__REQUIRED ACTION__:
Extract all of the entries and give them again, word for word.
■ ■ ■ ■ ■ ■ ■
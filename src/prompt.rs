use std::io::{self, BufRead, Write};
use std::ops::RangeInclusive;

use crate::errors::{AppError, Result};

/// Prints `prompt` and reads one line from stdin.
///
/// Ctrl+C while waiting returns `AppError::Interrupted`, as does end of input.
/// The blocking read keeps its thread until a line arrives, so callers exit
/// the process after an interrupt instead of unwinding back to the runtime.
pub async fn read_line(prompt: &str) -> Result<String> {
    print!("{}", prompt);
    io::stdout().flush()?;

    let read = tokio::task::spawn_blocking(|| -> io::Result<Option<String>> {
        let mut input = String::new();
        let bytes = io::stdin().lock().read_line(&mut input)?;
        Ok((bytes > 0).then_some(input))
    });

    tokio::select! {
        biased;
        _ = tokio::signal::ctrl_c() => Err(AppError::Interrupted),
        joined = read => {
            let line = joined.map_err(|e| AppError::Io(io::Error::other(e)))??;
            line.map(|l| l.trim().to_string()).ok_or(AppError::Interrupted)
        }
    }
}

pub async fn ask_text(prompt: &str, default: Option<&str>) -> Result<String> {
    let shown = match default {
        Some(d) => format!("{} [{}]: ", prompt, d),
        None => format!("{}: ", prompt),
    };
    let input = read_line(&shown).await?;
    Ok(match (input.is_empty(), default) {
        (true, Some(d)) => d.to_string(),
        _ => input,
    })
}

/// Asks until the answer is a number in `choices`; empty input takes `default`.
pub async fn ask_choice(prompt: &str, choices: RangeInclusive<u8>, default: u8) -> Result<u8> {
    let shown = format!("{} [{}-{}] ({}): ", prompt, choices.start(), choices.end(), default);
    loop {
        let input = read_line(&shown).await?;
        match parse_choice(&input, &choices, default) {
            Some(choice) => return Ok(choice),
            None => println!("Please select one of {}-{}", choices.start(), choices.end()),
        }
    }
}

pub async fn confirm(prompt: &str, default: bool) -> Result<bool> {
    let shown = format!("{} [{}]: ", prompt, if default { "Y/n" } else { "y/N" });
    loop {
        let input = read_line(&shown).await?;
        match parse_confirm(&input, default) {
            Some(answer) => return Ok(answer),
            None => println!("Please enter y or n"),
        }
    }
}

/// Waits for Enter.
pub async fn pause(prompt: &str) -> Result<()> {
    read_line(prompt).await.map(|_| ())
}

fn parse_choice(input: &str, choices: &RangeInclusive<u8>, default: u8) -> Option<u8> {
    let input = input.trim();
    if input.is_empty() {
        return Some(default);
    }
    input.parse::<u8>().ok().filter(|c| choices.contains(c))
}

fn parse_confirm(input: &str, default: bool) -> Option<bool> {
    match input.trim().to_lowercase().as_str() {
        "" => Some(default),
        "y" | "yes" => Some(true),
        "n" | "no" => Some(false),
        _ => None,
    }
}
■ ■ ■ ■ ■ ■ ■
__RESULT FOR THIS TASK__:
filename src/prompt.rs
use std::io::{self, BufRead, Write};
use std::ops::RangeInclusive;

use crate::errors::{AppError, Result};

/// Prints `prompt` and reads one line from stdin.
///
/// Ctrl+C while waiting returns `AppError::Interrupted`, as does end of input.
/// The blocking read keeps its thread until a line arrives, so callers exit
/// the process after an interrupt instead of unwinding back to the runtime.
pub async fn read_line(prompt: &str) -> Result<String> {
    print!("{}", prompt);
    io::stdout().flush()?;

    let read = tokio::task::spawn_blocking(|| -> io::Result<Option<String>> {
        let mut input = String::new();
        let bytes = io::stdin().lock().read_line(&mut input)?;
        Ok((bytes > 0).then_some(input))
    });

    tokio::select! {
        biased;
        _ = tokio::signal::ctrl_c() => Err(AppError::Interrupted),
        joined = read => {
            let line = joined.map_err(|e| AppError::Io(io::Error::other(e)))??;
            line.map(|l| l.trim().to_string()).ok_or(AppError::Interrupted)
        }
    }
}

pub async fn ask_text(prompt: &str, default: Option<&str>) -> Result<String> {
    let shown = match default {
        Some(d) => format!("{} [{}]: ", prompt, d),
        None => format!("{}: ", prompt),
    };
    let input = read_line(&shown).await?;
    Ok(match (input.is_empty(), default) {
        (true, Some(d)) => d.to_string(),
        _ => input,
    })
}

/// Asks until the answer is a number in `choices`; empty input takes `default`.
pub async fn ask_choice(prompt: &str, choices: RangeInclusive<u8>, default: u8) -> Result<u8> {
    let shown = format!("{} [{}-{}] ({}): ", prompt, choices.start(), choices.end(), default);
    loop {
        let input = read_line(&shown).await?;
        match parse_choice(&input, &choices, default) {
            Some(choice) => return Ok(choice),
            None => println!("Please select one of {}-{}", choices.start(), choices.end()),
        }
    }
}

pub async fn confirm(prompt: &str, default: bool) -> Result<bool> {
    let shown = format!("{} [{}]: ", prompt, if default { "Y/n" } else { "y/N" });
    loop {
        let input = read_line(&shown).await?;
        match parse_confirm(&input, default) {
            Some(answer) => return Ok(answer),
            None => println!("Please enter y or n"),
        }
    }
}

/// Waits for Enter.
pub async fn pause(prompt: &str) -> Result<()> {
    read_line(prompt).await.map(|_| ())
}

fn parse_choice(input: &str, choices: &RangeInclusive<u8>, default: u8) -> Option<u8> {
    let input = input.trim();
    if input.is_empty() {
        return Some(default);
    }
    input.parse::<u8>().ok().filter(|c| choices.contains(c))
}

fn parse_confirm(input: &str, default: bool) -> Option<bool> {
    match input.trim().to_lowercase().as_str() {
        "" => Some(default),
        "y" | "yes" => Some(true),
        "n" | "no" => Some(false),
        _ => None,
    }
}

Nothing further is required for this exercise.